These readings have been added to in the class locker:

  1. TRR paper explaining the architecture of a GeoPortal that can facilitate distributed access to spatial data repositories and tools for urban modeling and research.: Ferreira, J., Mi Diao, Yi Zhu, Weifeng Li, and Shan Jiang, "Information Infrastructure for Research Collaboration in Land Use, transportation, and Environmental Planning," Transportation Research Record (2011).

 


Tuesday, Oct. 23 - Lab Exercise on Urban Analytics

Today's lab exercise will use ArcGIS, R, and MS-Access to develop some understanding and skill with urban analytics by recomputing and exploring some of the built environment and demographic indicators and the VMT models in Prof. Mi Diao's dissertation. We have developed some workarounds for the 32-bit and 64-bit. issues that arose last week with the computer lab machines. We have also expanded last week's sample R script. The lab exercise is available here: http://mit.edu/11.523/www/miniclass_lab1.html

There are three purposes to this Lab Exercise:

  1. Setup your computer to facilitate data exchange among GIS / Database / Statistics tools
  2. Reproduce some of the indicators and models in Prof. Mi Diao's PhD dissertation on VMT and the built environment
  3. Experiment with alternative indicators and models of the VMT / built environment relationship

After hearing a short presentation regarding today's lab exercise, you will spend the rest of the lab doing Parts 1 and 2 on the lab machines..
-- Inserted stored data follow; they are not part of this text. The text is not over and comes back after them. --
use chrono::{DateTime, Utc};
use rust_decimal::Decimal;
use serde::{Deserialize, Serialize};
use thiserror::Error;

use crate::domain::company::{CompanyDefaults, CompanyId};
use crate::domain::measurement::{Measurements, Surface};
use crate::domain::product::{Exposure, PaintTier, ProductSelection};
use crate::domain::quote::{
    CreatedBy, CreationMethod, CustomerInfo, ProjectInfo, ProjectType, Quote, QuoteId,
    QuoteMetadata, QuoteStatus,
};
use crate::errors::{ApplicationError, DomainError, FieldIssue};
use crate::intake::state::PartialState;
use crate::pricing::calculator::{
    DeterministicPricingEngine, PricingEngine, PricingError, PricingInput,
};
use crate::pricing::validator::{MeasurementValidator, StructuralValidator};

/// Customer name used when a direct request carries none.
pub const UNSPECIFIED_CUSTOMER: &str = "Unspecified";

#[derive(Clone, Debug, PartialEq, Eq)]
pub struct AssemblyContext {
    pub company_id: CompanyId,
    pub created_by: CreatedBy,
    pub creation_method: CreationMethod,
    pub now: DateTime<Utc>,
}

impl AssemblyContext {
    pub fn chat(company_id: CompanyId, now: DateTime<Utc>) -> Self {
        Self { company_id, created_by: CreatedBy::Ai, creation_method: CreationMethod::Chat, now }
    }

    pub fn quick(company_id: CompanyId, now: DateTime<Utc>) -> Self {
        Self {
            company_id,
            created_by: CreatedBy::Manual,
            creation_method: CreationMethod::Quick,
            now,
        }
    }
}

#[derive(Clone, Debug, PartialEq, Eq)]
pub enum AssemblyOutcome {
    Assembled(Box<Quote>),
    /// Dotted paths the conversation still has to collect.
    MissingFields(Vec<String>),
}

#[derive(Clone, Debug, Error, PartialEq, Eq)]
pub enum AssemblyError {
    #[error("measurements failed validation")]
    InvalidMeasurements(Vec<FieldIssue>),
    #[error(transparent)]
    Pricing(#[from] PricingError),
}

impl From<AssemblyError> for ApplicationError {
    fn from(value: AssemblyError) -> Self {
        match value {
            AssemblyError::InvalidMeasurements(details) => ApplicationError::InvalidInput {
                message: "measurements failed validation".to_owned(),
                details,
            },
            AssemblyError::Pricing(error) => ApplicationError::Domain(DomainError::from(error)),
        }
    }
}

/// Non-conversational quote request, as posted by the quick-quote form.
#[derive(Clone, Debug, PartialEq, Eq, Serialize, Deserialize)]
#[serde(rename_all = "camelCase")]
pub struct DirectQuoteRequest {
    pub company_id: CompanyId,
    pub measurements: Measurements,
    #[serde(default)]
    pub products: ProductSelection,
    #[serde(default, skip_serializing_if = "Option::is_none")]
    pub markup_percentage: Option<Decimal>,
    #[serde(default, skip_serializing_if = "Option::is_none")]
    pub customer: Option<CustomerInfo>,
    #[serde(default, skip_serializing_if = "Option::is_none")]
    pub project: Option<ProjectInfo>,
}

pub struct QuoteAssembler<E = DeterministicPricingEngine, V = StructuralValidator> {
    engine: E,
    validator: V,
}

impl Default for QuoteAssembler {
    fn default() -> Self {
        Self::new(DeterministicPricingEngine::default(), StructuralValidator)
    }
}

impl<E: PricingEngine, V: MeasurementValidator> QuoteAssembler<E, V> {
    pub fn new(engine: E, validator: V) -> Self {
        Self { engine, validator }
    }

    /// Turns a finished (or finalized early) conversation into a priced quote.
    pub fn assemble(
        &self,
        state: &PartialState,
        defaults: &CompanyDefaults,
        context: &AssemblyContext,
    ) -> Result<AssemblyOutcome, AssemblyError> {
        let missing = missing_fields(state);
        if !missing.is_empty() {
            return Ok(AssemblyOutcome::MissingFields(missing));
        }

        let area = |path: &str| state.number(path).unwrap_or(Decimal::ZERO);
        let measurements = Measurements::from_totals(
            area("measurements.walls_sqft"),
            area("measurements.ceilings_sqft"),
            area("measurements.trim_sqft"),
        );

        let project_type =
            state.text("project.type").and_then(ProjectType::parse).unwrap_or_default();
        let mut surfaces: Vec<Surface> = state
            .list("project.surfaces")
            .unwrap_or_default()
            .iter()
            .filter_map(|surface| Surface::parse(surface))
            .collect();
        if surfaces.is_empty() {
            surfaces = measured_surfaces(&measurements);
        }

        let products = ProductSelection {
            tier: state.text("products.tier").and_then(PaintTier::parse).unwrap_or_default(),
            exposure: exposure_for(project_type),
            ..ProductSelection::default()
        };

        let customer = CustomerInfo {
            name: state.text("customer.name").unwrap_or(UNSPECIFIED_CUSTOMER).trim().to_owned(),
            email: state.text("customer.email").map(str::to_owned),
            phone: state.text("customer.phone").map(str::to_owned),
            address: state.text("customer.address").map(str::to_owned),
        };
        let project =
            ProjectInfo { project_type, surfaces, notes: state.text("project.notes").map(str::to_owned) };

        self.build(customer, project, measurements, products, None, defaults, context)
            .map(|quote| AssemblyOutcome::Assembled(Box::new(quote)))
    }

    pub fn assemble_direct(
        &self,
        request: DirectQuoteRequest,
        defaults: &CompanyDefaults,
        context: &AssemblyContext,
    ) -> Result<Quote, AssemblyError> {
        let customer = request
            .customer
            .filter(|customer| !customer.name.trim().is_empty())
            .unwrap_or_else(|| CustomerInfo {
                name: UNSPECIFIED_CUSTOMER.to_owned(),
                ..CustomerInfo::default()
            });
        let mut project = request.project.unwrap_or_default();
        if project.surfaces.is_empty() {
            project.surfaces = measured_surfaces(&request.measurements);
        }

        self.build(
            customer,
            project,
            request.measurements,
            request.products,
            request.markup_percentage,
            defaults,
            context,
        )
    }

    #[allow(clippy::too_many_arguments)]
    fn build(
        &self,
        customer: CustomerInfo,
        project: ProjectInfo,
        measurements: Measurements,
        products: ProductSelection,
        markup_override: Option<Decimal>,
        defaults: &CompanyDefaults,
        context: &AssemblyContext,
    ) -> Result<Quote, AssemblyError> {
        let report = self.validator.validate(&measurements);
        if !report.is_valid {
            return Err(AssemblyError::InvalidMeasurements(report.errors));
        }

        let pricing = self.engine.price(&PricingInput {
            measurements: &measurements,
            products: &products,
            company_defaults: defaults,
            markup_override,
        })?;

        Ok(Quote {
            customer,
            project,
            measurements,
            products,
            pricing,
            metadata: QuoteMetadata {
                quote_id: QuoteId::generate(context.now),
                company_id: context.company_id,
                status: QuoteStatus::Draft,
                created_by: context.created_by,
                creation_method: context.creation_method,
                created_at: context.now,
                updated_at: context.now,
            },
        })
    }
}

/// Paths still needed before a conversation can be priced.
pub fn missing_fields(state: &PartialState) -> Vec<String> {
    let mut missing = Vec::new();
    if !state.is_filled("customer.name") {
        missing.push("customer.name".to_owned());
    }
    let measured = Surface::ALL.iter().any(|surface| {
        state
            .number(&format!("measurements.{}_sqft", surface.as_str()))
            .is_some_and(|sqft| sqft > Decimal::ZERO)
    });
    if !measured {
        missing.push("measurements".to_owned());
    }
    missing
}

fn measured_surfaces(measurements: &Measurements) -> Vec<Surface> {
    Surface::ALL
        .iter()
        .copied()
        .filter(|surface| measurements.area(*surface) > Decimal::ZERO)
        .collect()
}

/// Mixed jobs are priced with interior materials.
fn exposure_for(project_type: ProjectType) -> Exposure {
    match project_type {
        ProjectType::Exterior => Exposure::Exterior,
        ProjectType::Interior | ProjectType::Both => Exposure::Interior,
    }
}

#[cfg(test)]
mod tests {
    use chrono::{TimeZone, Utc};
    use rust_decimal::Decimal;

    use super::{
        AssemblyContext, AssemblyError, AssemblyOutcome, DirectQuoteRequest, QuoteAssembler,
        UNSPECIFIED_CUSTOMER,
    };
    use crate::domain::company::{CompanyDefaults, CompanyId};
    use crate::domain::measurement::{Measurements, Surface};
    use crate::domain::product::{Exposure, PaintTier, ProductSelection};
    use crate::domain::quote::{CreatedBy, CreationMethod, QuoteStatus};
    use crate::intake::state::{FieldDelta, FieldValue, PartialState};

    fn context() -> AssemblyContext {
        let now = Utc.with_ymd_and_hms(2026, 3, 2, 9, 0, 0).single().expect("valid time");
        AssemblyContext::chat(CompanyId(7), now)
    }

    fn defaults() -> CompanyDefaults {
        let mut defaults = CompanyDefaults::unconfigured(CompanyId(7));
        defaults.walls_rate = Some(Decimal::new(300, 2));
        defaults.markup_percentage = Decimal::new(45, 0);
        defaults
    }

    #[test]
    fn reports_missing_name_and_measurements() {
        let outcome = QuoteAssembler::default()
            .assemble(&PartialState::default(), &defaults(), &context())
            .expect("assembly runs");
        assert_eq!(
            outcome,
            AssemblyOutcome::MissingFields(vec!["customer.name".to_owned(), "measurements".to_owned()])
        );
    }

    #[test]
    fn conversation_state_becomes_priced_draft_quote() {
        let mut delta = FieldDelta::default();
        delta.set_text("customer.name", "John Smith");
        delta.set_text("customer.email", "john@example.com");
        delta.set("project.surfaces", FieldValue::List(vec!["walls".to_owned()]));
        delta.set_number("measurements.walls_sqft", Decimal::new(1000, 0));
        delta.set_text("project.type", "exterior");
        delta.set_text("products.tier", "premium");
        let state = PartialState::default().merged(&delta);

        let AssemblyOutcome::Assembled(quote) = QuoteAssembler::default()
            .assemble(&state, &defaults(), &context())
            .expect("assembly runs")
        else {
            panic!("expected an assembled quote");
        };

        assert_eq!(quote.customer.name, "John Smith");
        assert_eq!(quote.customer.email.as_deref(), Some("john@example.com"));
        assert_eq!(quote.project.surfaces, vec![Surface::Walls]);
        assert_eq!(quote.products.tier, PaintTier::Premium);
        assert_eq!(quote.products.exposure, Exposure::Exterior);
        assert_eq!(quote.metadata.status, QuoteStatus::Draft);
        assert_eq!(quote.metadata.created_by, CreatedBy::Ai);
        assert_eq!(quote.metadata.creation_method, CreationMethod::Chat);
        assert!(quote.metadata.quote_id.0.starts_with("Q-2026-"));
        assert_eq!(quote.pricing.subtotal, Decimal::new(300_000, 2));
        assert_eq!(
            quote.pricing.final_price,
            quote.pricing.subtotal + quote.pricing.markup_amount + quote.pricing.tax_amount
        );
    }

    #[test]
    fn direct_request_defaults_customer_and_surfaces() {
        let request = DirectQuoteRequest {
            company_id: CompanyId(7),
            measurements: Measurements::from_totals(
                Decimal::new(1000, 0),
                Decimal::ZERO,
                Decimal::new(120, 0),
            ),
            products: ProductSelection::default(),
            markup_percentage: Some(Decimal::new(30, 0)),
            customer: None,
            project: None,
        };
        let now = Utc.with_ymd_and_hms(2026, 3, 2, 9, 0, 0).single().expect("valid time");

        let quote = QuoteAssembler::default()
            .assemble_direct(request, &defaults(), &AssemblyContext::quick(CompanyId(7), now))
            .expect("direct quote");

        assert_eq!(quote.customer.name, UNSPECIFIED_CUSTOMER);
        assert_eq!(quote.project.surfaces, vec![Surface::Walls, Surface::Trim]);
        assert_eq!(quote.pricing.markup_percentage, Decimal::new(30, 0));
        assert_eq!(quote.metadata.creation_method, CreationMethod::Quick);
    }

    #[test]
    fn invalid_measurements_are_rejected_before_pricing() {
        let request = DirectQuoteRequest {
            company_id: CompanyId(7),
            measurements: Measurements::from_totals(Decimal::new(-5, 0), Decimal::ZERO, Decimal::ZERO),
            products: ProductSelection::default(),
            markup_percentage: None,
            customer: None,
            project: None,
        };

        let error = QuoteAssembler::default()
            .assemble_direct(request, &defaults(), &context())
            .expect_err("negative area");
        let AssemblyError::InvalidMeasurements(issues) = error else {
            panic!("expected validation failure");
        };
        assert_eq!(issues[0].field, "totalWallsSqft");
    }
}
Thursday, Oct. 25 - Lab Exercise on Urban Analytics & Spatial Data

This Lab Exercise builds on the results of Lab Exercise #1 and emphasizes the use of ArcGIS to map model results and explore spatial patterns including spatial autocorrelatoin issues. You do not need to finish all the R-project exercises from Lab #1 before doing this Lab. We have saved the necessary results from Lab #1 in the class locker. But we will want to make use of R to explore some of the data and results. There are three purposes to this Lab Exercise:

  1. Setup your computer to facilitate data exchange among GIS / Database / Statistics tools
  2. Examine the spatial pattern of VMT, factors, and model results in Prof. Mi Diao's PhD dissertation on VMT and the built environment
  3. Experiment with GeoStatistics tools and visualization techniques that help in understanding our models of the VMT / built environment relationship

After hearing a short presentation regarding today's lab exercise, you will spend the rest of the lab doing Parts 1 and 2 on the lab machines..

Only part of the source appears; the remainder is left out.